53. D. Epistasis is the phenomenon of one gene modifying another’s expression. Polygenes are
the genes involved in that modification. A dilution gene would be an example of a modifying
gene. However, pleiotropy occurs when a single gene influences multiple phenotypic traits
(such as a particular protein found in multiple structures).
Page 6 of 12
54. A. Coat length is an autosomal trait with short being dominant to long. Black/red color is an
X-linked trait expressed through X-inactivation. The homozygous short-haired, black male is
of genetype LLXbY and the long-haired, red female is of genotype llXrXr. F1 progeny would
be all heterogygous short-hairs (Ll) and half would be red males (XrY) and half would be
calico females (XbXr). If these two F1 progeny were crossed to create an F2 generation, 3 of
the 16 resulting kittens would be short-haired calicos (use a Punnett square to figure this out).
Therefore the answer is A (1/2 and 3/16).

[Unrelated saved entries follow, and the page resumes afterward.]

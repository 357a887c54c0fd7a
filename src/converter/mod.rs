//! X!Tandem to PSM converter
//!
//! Each file is read twice. The first pass detects the ion channels and
//! the charge range, which fix the feature schema; the second pass builds
//! and saves the PSMs spectrum by spectrum.

mod input;

use std::fmt;
use std::io::{BufRead, Cursor};
use std::path::Path;

use log::info;

pub use input::{expand_inputs, file_id, is_meta_file};

use crate::features::{probe, DetectedCapabilities, FeatureSchema};
use crate::options::ParseOptions;
use crate::psm::PsmBuilder;
use crate::sink::PsmSink;
use crate::tandem::{TandemError, TandemStreamer};

/// Statistics from a conversion
#[derive(Debug, Clone, Default, PartialEq, Eq)]
pub struct ConversionStats {
    /// Result files processed
    pub files: usize,
    /// Spectrum groups processed
    pub spectra: usize,
    /// PSMs handed to the sink
    pub psms: usize,
    pub targets: usize,
    pub decoys: usize,
}

impl ConversionStats {
    fn merge(&mut self, other: &ConversionStats) {
        self.files += other.files;
        self.spectra += other.spectra;
        self.psms += other.psms;
        self.targets += other.targets;
        self.decoys += other.decoys;
    }
}

impl fmt::Display for ConversionStats {
    fn fmt(&self, f: &mut fmt::Formatter<'_>) -> fmt::Result {
        write!(
            f,
            "{} files, {} spectra, {} PSMs ({} targets, {} decoys)",
            self.files, self.spectra, self.psms, self.targets, self.decoys
        )
    }
}

/// Converter from X!Tandem results to PSM records
pub struct TandemConverter {
    options: ParseOptions,
}

impl TandemConverter {
    /// Create a converter; the options are checked up front
    pub fn new(options: ParseOptions) -> Result<Self, crate::options::OptionsError> {
        options.validate()?;
        Ok(Self { options })
    }

    pub fn options(&self) -> &ParseOptions {
        &self.options
    }

    /// Run only the capability probe over a file
    pub fn detect<P: AsRef<Path>>(&self, path: P) -> Result<DetectedCapabilities, TandemError> {
        let path = path.as_ref();
        probe(TandemStreamer::open(path)?.groups(), &path.display().to_string())
    }

    /// Convert one result file
    ///
    /// `is_decoy` labels every PSM of the file unless the options mark
    /// inputs as combined target/decoy files.
    pub fn convert_file<P: AsRef<Path>, S: PsmSink + ?Sized>(
        &self,
        path: P,
        is_decoy: bool,
        sink: &mut S,
    ) -> Result<ConversionStats, TandemError> {
        let path = path.as_ref();
        info!("Reading {}", path.display());
        self.convert_with(&file_id(path), is_decoy, sink, || TandemStreamer::open(path))
    }

    /// Convert an in-memory result document
    pub fn convert_bytes<S: PsmSink + ?Sized>(
        &self,
        file_id: &str,
        document: &[u8],
        is_decoy: bool,
        sink: &mut S,
    ) -> Result<ConversionStats, TandemError> {
        self.convert_with(file_id, is_decoy, sink, || {
            TandemStreamer::new(Cursor::new(document))
        })
    }

    /// Convert target files, then decoy files, into one sink
    ///
    /// Meta-files are expanded first. The first failing file aborts the run.
    pub fn convert_all<P: AsRef<Path>, S: PsmSink + ?Sized>(
        &self,
        targets: &[P],
        decoys: &[P],
        sink: &mut S,
    ) -> Result<ConversionStats, TandemError> {
        let mut total = ConversionStats::default();
        for (paths, is_decoy) in [(targets, false), (decoys, true)] {
            for path in expand_inputs(paths)? {
                let stats = self.convert_file(&path, is_decoy, sink)?;
                total.merge(&stats);
            }
        }
        info!("Conversion complete: {total}");
        Ok(total)
    }

    fn convert_with<R, F, S>(
        &self,
        file_id: &str,
        is_decoy: bool,
        sink: &mut S,
        open: F,
    ) -> Result<ConversionStats, TandemError>
    where
        R: BufRead,
        F: Fn() -> Result<TandemStreamer<R>, TandemError>,
        S: PsmSink + ?Sized,
    {
        let capabilities = probe(open()?.groups(), file_id)?;
        let schema = FeatureSchema::build(&capabilities, &self.options);
        info!("{}: {} features per PSM", file_id, schema.len());
        sink.begin_file(file_id, &schema)?;

        let builder = PsmBuilder::new(file_id, &self.options, &capabilities, &schema);
        let mut stats = ConversionStats {
            files: 1,
            ..Default::default()
        };
        for group in open()?.groups() {
            let spectrum = builder.emit_spectrum(&group?, is_decoy, sink)?;
            stats.spectra += 1;
            stats.psms += spectrum.psms;
            stats.decoys += spectrum.decoys;
            stats.targets += spectrum.psms - spectrum.decoys;
        }

        info!("{}: {}", file_id, stats);
        Ok(stats)
    }
}
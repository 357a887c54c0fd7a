//! Streaming X!Tandem parser using quick-xml
//!
//! The streamer pulls one top-level `group` element at a time and only
//! materialises the groups that describe a spectrum (`type="model"`).
//! Parameter and support groups are skipped without being decoded.

use std::fs::File;
use std::io::{BufRead, BufReader};
use std::path::Path;

use quick_xml::Reader;

use super::error::TandemError;

pub use iterators::GroupIterator;

mod group;
mod helpers;
mod iterators;

#[cfg(test)]
mod tests;

/// Root element of every X!Tandem output document
pub const ROOT_ELEMENT: &[u8] = b"bioml";

/// `type` attribute value marking a spectrum result group
pub const MODEL_GROUP_TYPE: &str = "model";

/// Streaming parser for X!Tandem output files
pub struct TandemStreamer<R: BufRead> {
    reader: Reader<R>,
    root_seen: bool,
    finished: bool,
    groups_read: usize,
    groups_skipped: usize,
}

impl TandemStreamer<BufReader<File>> {
    /// Open an X!Tandem file for streaming
    pub fn open<P: AsRef<Path>>(path: P) -> Result<Self, TandemError> {
        let path = path.as_ref();
        let file = File::open(path).map_err(|source| TandemError::FileAccess {
            path: path.to_path_buf(),
            source,
        })?;
        let reader = BufReader::with_capacity(64 * 1024, file);
        Self::new(reader)
    }
}

impl<R: BufRead> TandemStreamer<R> {
    /// Create a new streamer from a BufRead source
    pub fn new(reader: R) -> Result<Self, TandemError> {
        let mut xml_reader = Reader::from_reader(reader);
        xml_reader.config_mut().trim_text(true);

        Ok(Self {
            reader: xml_reader,
            root_seen: false,
            finished: false,
            groups_read: 0,
            groups_skipped: 0,
        })
    }

    /// Number of spectrum groups returned so far
    pub fn groups_read(&self) -> usize {
        self.groups_read
    }

    /// Number of top-level elements skipped because they are not spectrum groups
    pub fn groups_skipped(&self) -> usize {
        self.groups_skipped
    }

    /// Iterate over all spectrum groups
    pub fn groups(self) -> GroupIterator<R> {
        GroupIterator {
            streamer: self,
            failed: false,
        }
    }
}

55. B. Answers A, C and D are wrong because all contain only a single copy of the X
chromosome (and two are needed for X-inactivation to take place). Therefore, the only
possible answer is XXY, in which non-disjunction occurred in one of the parents of this
male.
56. A. Answer D is incorrect because it is not specifically X-linked. Answers B and C are
incorrect because X-deactivation occurs randomly. There is no way to selective inactivate
only maternal or paternal X-chromosomes.
57. D. The passage explains that the pigment-producing cells originate at the neural crest (which
later forms the spinal chord of the cat) and migrate away from the crest. Therefore, areas
furthest from the body are most likely not to have these pigment-producing cells. Answers A,
B and C all are part of or lie along the neural crest structure and are therefore most likely to
express color. Answer D, the paws, are the furthest away from the neural crest and therefore
the mostly likely to be white.
58. D. All of the options are involved in genetic expression, thereby contributing to the
phenotype of an organism.
59. C. This requires that you have some knowledge regarding the end fates of embryonic tissue.

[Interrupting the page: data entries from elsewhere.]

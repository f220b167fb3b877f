// Copyright (C) 2026 Fred Clausen
// Use of this source code is governed by an MIT-style
// license that can be found in the LICENSE file or at
// https://opensource.org/licenses/MIT.

#![deny(
    clippy::pedantic,
    clippy::cargo,
    clippy::nursery,
    clippy::style,
    clippy::correctness,
    clippy::all,
    clippy::suspicious,
    clippy::complexity,
    clippy::perf,
    clippy::unwrap_used,
    clippy::expect_used
)]
#![allow(clippy::multiple_crate_versions)]

//! Seat inventory persistence for the booking system.
//!
//! This crate owns the `SQLite` schema (trips, seats, bookings),
//! embedded migrations, and the [`InventoryStore`] adapter the rest of
//! the system talks to. The store's [`reserve`](InventoryStore::reserve)
//! method runs the reservation decision inside a single
//! `BEGIN IMMEDIATE` transaction: the write lock is acquired up front,
//! so two reservations contending for the same seats serialize and the
//! loser observes the winner's committed `BOOKED` rows.
//!
//! Seat availability is decided only here, against committed rows
//! fetched under the transaction. Everything read outside a
//! reservation transaction is a snapshot and may be stale.

use std::sync::atomic::{AtomicU64, Ordering};

use diesel::prelude::*;
use tracing::{debug, info};

use transita::{CoreError, ReservationPlan, verify_seat_records};
use transita_domain::{Booking, NewTrip, Seat, Trip, validate_new_trip};

pub mod backend;
pub mod data_models;
pub mod diesel_schema;
pub mod error;
pub mod mutations;
pub mod queries;

#[cfg(test)]
mod tests;

pub use data_models::TripAvailability;
pub use error::{PersistenceError, ReservationError, TripCreationError};

/// Counter for generating unique in-memory database names, so
/// concurrent tests never share state by accident.
static DB_COUNTER: AtomicU64 = AtomicU64::new(0);

/// The seat inventory store.
///
/// Owns one `SQLite` connection. Handlers that need concurrent access
/// across threads open one store per thread against the same file
/// database; correctness comes from the database transaction, not from
/// sharing this struct.
pub struct InventoryStore {
    conn: SqliteConnection,
}

impl InventoryStore {
    /// Creates a store backed by a uniquely named in-memory database.
    ///
    /// Each call gets a fresh, empty, migrated database. Intended for
    /// tests and for running the server without a data file.
    ///
    /// # Errors
    ///
    /// Returns an error if initialization or migration fails.
    pub fn new_in_memory() -> Result<Self, PersistenceError> {
        let id: u64 = DB_COUNTER.fetch_add(1, Ordering::SeqCst);
        let database_url: String =
            format!("file:transita_mem_{id}?mode=memory&cache=shared");
        let mut conn: SqliteConnection = backend::sqlite::initialize_database(&database_url)?;
        backend::sqlite::verify_foreign_key_enforcement(&mut conn)?;
        Ok(Self { conn })
    }

    /// Creates a store backed by a file database, enabling WAL mode.
    ///
    /// Opening an already-initialized file is safe; migrations are
    /// idempotent. Multiple stores may be opened against the same file
    /// concurrently.
    ///
    /// # Arguments
    ///
    /// * `path` - Path to the `SQLite` database file
    ///
    /// # Errors
    ///
    /// Returns an error if initialization or migration fails.
    pub fn new_with_file(path: &str) -> Result<Self, PersistenceError> {
        let mut conn: SqliteConnection = backend::sqlite::initialize_database(path)?;
        backend::sqlite::enable_wal_mode(&mut conn)?;
        backend::sqlite::verify_foreign_key_enforcement(&mut conn)?;
        Ok(Self { conn })
    }

    /// Creates a trip and its seat inventory.
    ///
    /// Attributes are validated first; nothing is written on a
    /// validation failure. The trip row and all seat rows are inserted
    /// in one transaction.
    ///
    /// # Arguments
    ///
    /// * `new_trip` - The trip attributes
    ///
    /// # Errors
    ///
    /// Returns `Invalid` if validation fails, `Storage` if any insert
    /// fails.
    ///
    /// # Returns
    ///
    /// The created trip as stored.
    pub fn create_trip(&mut self, new_trip: &NewTrip) -> Result<Trip, TripCreationError> {
        validate_new_trip(new_trip)?;

        let trip: Trip = self
            .conn
            .transaction(|conn| -> Result<Trip, PersistenceError> {
                let trip_id: i64 = mutations::trips::insert_trip(conn, new_trip)?;
                queries::trips::get_trip(conn, trip_id)?
                    .ok_or(PersistenceError::TripNotFound(trip_id))
            })?;

        Ok(trip)
    }

    /// Lists all trips with their available-seat counts, ordered by
    /// departure time.
    ///
    /// The counts are a snapshot; a concurrent reservation may make
    /// them stale immediately.
    ///
    /// # Errors
    ///
    /// Returns an error if the query fails.
    pub fn list_trips(&mut self) -> Result<Vec<TripAvailability>, PersistenceError> {
        queries::trips::list_trips(&mut self.conn)
    }

    /// Fetches a trip with its full seat map, ordered by seat number.
    ///
    /// # Arguments
    ///
    /// * `trip_id` - The trip ID to look up
    ///
    /// # Errors
    ///
    /// Returns `TripNotFound` if the trip does not exist.
    pub fn get_trip_with_seats(
        &mut self,
        trip_id: i64,
    ) -> Result<(Trip, Vec<Seat>), PersistenceError> {
        queries::trips::get_trip_with_seats(&mut self.conn, trip_id)
    }

    /// Fetches a booking receipt by ID.
    ///
    /// # Arguments
    ///
    /// * `booking_id` - The booking ID to look up
    ///
    /// # Errors
    ///
    /// Returns `BookingNotFound` if the booking does not exist.
    pub fn get_booking(&mut self, booking_id: i64) -> Result<Booking, PersistenceError> {
        queries::bookings::get_booking(&mut self.conn, booking_id)
    }

    /// Executes a reservation plan atomically.
    ///
    /// Runs the entire decision inside one `BEGIN IMMEDIATE`
    /// transaction: trip existence, seat row fetch in the plan's
    /// canonical ascending order, existence and availability and
    /// restricted-seat verification, then the seat updates and booking
    /// insert. Any failure rolls back every write, so a reservation
    /// either grants all requested seats or none of them.
    ///
    /// # Arguments
    ///
    /// * `plan` - A validated reservation plan
    ///
    /// # Errors
    ///
    /// Returns `Rejected` with the typed refusal (trip or seats not
    /// found, seats unavailable, restricted-seat violation) or
    /// `Storage` if the database fails.
    ///
    /// # Returns
    ///
    /// The committed booking receipt.
    pub fn reserve(&mut self, plan: &ReservationPlan) -> Result<Booking, ReservationError> {
        debug!(
            trip_id = plan.trip_id,
            user_id = plan.user_id,
            seats = plan.seat_ids.len(),
            "Executing reservation transaction"
        );

        let booking: Booking = self.conn.immediate_transaction(|conn| {
            if queries::trips::get_trip(conn, plan.trip_id)?.is_none() {
                return Err(ReservationError::Rejected(CoreError::TripNotFound(
                    plan.trip_id,
                )));
            }

            let records = queries::seats::fetch_seat_records(conn, plan.trip_id, &plan.seat_ids)?;
            let grants =
                verify_seat_records(plan, &records).map_err(ReservationError::Rejected)?;

            mutations::reservations::mark_seats_booked(conn, &grants)?;
            let booking_id: i64 = mutations::reservations::insert_booking(conn, plan)?;

            queries::bookings::get_booking(conn, booking_id).map_err(ReservationError::Storage)
        })?;

        info!(
            booking_id = booking.booking_id,
            trip_id = booking.trip_id,
            seats = booking.seat_ids.len(),
            "Reservation granted"
        );

        Ok(booking)
    }
}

Skin cells are derived from the ectodermal germ layer of the embryo.
60. D. Inbreeding involves the mating of relatives or a very small gene pool. Therefore it is
unlikely to increase the genetic diversity of the population. The level of aggression in a
population is not necessarily increased by inbreeding. The rate of spontaneous mutation is
relatively constant across a species and has nothing to do with patterns of reproduction.

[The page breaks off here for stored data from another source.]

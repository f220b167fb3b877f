// Copyright (C) 2026 Fred Clausen
// Use of this source code is governed by an MIT-style
// license that can be found in the LICENSE file or at
// https://opensource.org/licenses/MIT.

use diesel::prelude::*;
use transita_domain::Booking;

use crate::data_models::BookingRow;
use crate::diesel_schema::bookings;
use crate::error::PersistenceError;

/// Fetches a single booking by ID.
///
/// # Arguments
///
/// * `conn` - Database connection
/// * `booking_id` - The booking ID to look up
///
/// # Errors
///
/// Returns `BookingNotFound` if no booking has that ID, or an error
/// if the query fails or the stored JSON payload cannot be parsed.
pub fn get_booking(
    conn: &mut SqliteConnection,
    booking_id: i64,
) -> Result<Booking, PersistenceError> {
    let row: BookingRow = bookings::table
        .filter(bookings::booking_id.eq(booking_id))
        .first::<BookingRow>(conn)
        .optional()?
        .ok_or(PersistenceError::BookingNotFound(booking_id))?;

    row.into_domain()
}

Therefore, it follows that incidence of expression of deleterious recessive traits would
increase. If the participants in the inbreeding are carriers of recessive traits, their offspring
are more likely to be homozygous for the deleterious alleles than if out-breeding occurred.
61. C. Transport of sweat electrolytes is accomplished by simple diffusion across a concentration
gradient. Blood plasma has higher electrolyte concentrations than sweat glands. Active
transport is movement of molecules against a concentration gradient. Osmosis involves
movement of water.
Page 7 of 12
62. C. Sweating is a response to an increase in body temperature. It is an attempt by the body to
decrease its temperature. Drinking ice water would reduce the core temperature, thus
decreasing the need to sweat.
63. B. This question requires some knowledge of the fate of embryonic tissue. As the disease is
known as ectodermal dysplasia, it is a safe assumption that it affects structures originating
from the ectoderm. From the offered options, only teeth are ectodermal structures and
therefore the most likely to be affected by the dysplasia.
64. B. The extremities of a human are long and thin, maximizing the surface area to volume ratio
of these structures. Since blood vessels loop along the extremity, the counter-current
exchange system can be taken advantage of. Sweating on these extremities accelerates the
heat loss from these large surface area structures, rapidly decreasing the blood temperature
running through them. Answer C is wrong because the entire body is covered in an
ectodermal covering called the skin. D is incorrect because the extremities are actually
located furthest away from the hypothalamus, and it would actually take longer to receive
information from these sources than others in the torso.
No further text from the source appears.